El rasgo que define a Passport es que su air-gap no es un modo que tengas que acordarte de usar: está integrado en el hardware. No hay conexión de datos USB ni inalámbrica de ningún tipo; el puerto USB-C es solo de alimentación. Todo entra y sale mediante códigos QR o una tarjeta microSD. Eso significa que no puedes socavar accidentalmente el aislamiento, lo que es una garantía notablemente más fuerte que la de un dispositivo que simplemente ofrece una opción air-gapped junto a USB y NFC. Para un modelo de amenaza purista, esa decisión de diseño lo es todo.

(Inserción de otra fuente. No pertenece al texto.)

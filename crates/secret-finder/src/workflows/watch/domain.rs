use serde::{Deserialize, Serialize};

use crate::workflows::leads::Lead;

/// Persisted watchtower state: the tags under watch and every lead admitted so
/// far, newest first.
#[derive(Debug, Clone, Default, PartialEq, Serialize, Deserialize)]
#[serde(rename_all = "camelCase")]
pub struct WatchState {
    #[serde(default)]
    pub monitored_tags: Vec<String>,
    #[serde(default)]
    pub leads: Vec<Lead>,
    /// Unix millis of the last write that admitted new leads.
    #[serde(default)]
    pub last_checked: i64,
    #[serde(default)]
    pub is_running: bool,
}

impl WatchState {
    /// True when `lead` shares an id or company name with a stored lead.
    pub fn contains(&self, lead: &Lead) -> bool {
        self.leads
            .iter()
            .any(|stored| stored.id == lead.id || stored.company_name == lead.company_name)
    }
}

/// `"#Diamonds "` becomes `"Diamonds"`; blank input yields `None`. Only one
/// leading `#` is stripped.
pub fn clean_tag(raw: &str) -> Option<String> {
    let trimmed = raw.trim();
    let cleaned = trimmed.strip_prefix('#').unwrap_or(trimmed);
    (!cleaned.is_empty()).then(|| cleaned.to_string())
}

/// Body of `POST /api/monitor`.
#[derive(Debug, Clone, Default, Deserialize)]
pub struct MonitorCommand {
    pub action: String,
    #[serde(default)]
    pub tag: Option<String>,
    #[serde(default)]
    pub force: bool,
}

#[derive(Debug, Clone, PartialEq, Eq)]
pub enum MonitorAction {
    Start,
    Stop,
    AddTag(String),
    RemoveTag(String),
    Load,
    Scan { force: bool },
}

impl MonitorCommand {
    /// Resolves the action, or `None` when it is unknown or missing its tag.
    pub fn action(&self) -> Option<MonitorAction> {
        let tag = self.tag.as_deref().filter(|tag| !tag.is_empty());
        match (self.action.as_str(), tag) {
            ("start", _) => Some(MonitorAction::Start),
            ("stop", _) => Some(MonitorAction::Stop),
            ("add", Some(tag)) => Some(MonitorAction::AddTag(tag.to_string())),
            ("remove", Some(tag)) => Some(MonitorAction::RemoveTag(tag.to_string())),
            ("load", _) => Some(MonitorAction::Load),
            ("scan", _) => Some(MonitorAction::Scan { force: self.force }),
            _ => None,
        }
    }
}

La apertura es exhaustiva. Foundation publica los esquemas del hardware, el firmware (MicroPython de código abierto) y la aplicación complementaria Envoy, lo que convierte a Passport en una de las carteras más completamente de código abierto que puedes comprar. Combina un microcontrolador STM32H753 de STMicroelectronics con un secure element ATECC608A de Microchip usado exclusivamente para el almacenamiento seguro de claves, y añade un circuito de ruido de avalancha como generador de números verdaderamente aleatorio: una fuente de entropía abierta y demostrable en lugar de una caja negra. El firmware también ha sido revisado por terceros, y el hardware se ensambla en EE. UU. bajo la supervisión del equipo.
En la mano, Passport es la anti-cartera críptica. Donde muchos dispositivos seguros se sienten como cajas de rompecabezas, el teclado numérico y la pantalla en color de Passport se sienten como usar un teléfono familiar. Los reseñistas que han convivido con él durante meses describen de forma constante la interfaz como intuitiva incluso para relativos recién llegados, algo raro en la categoría air-gapped. Aquí el diseño no es vanidad; un firmante que entiendes es un firmante que usas correctamente, y eso reduce los errores humanos que causan la mayoría de las pérdidas del mundo real.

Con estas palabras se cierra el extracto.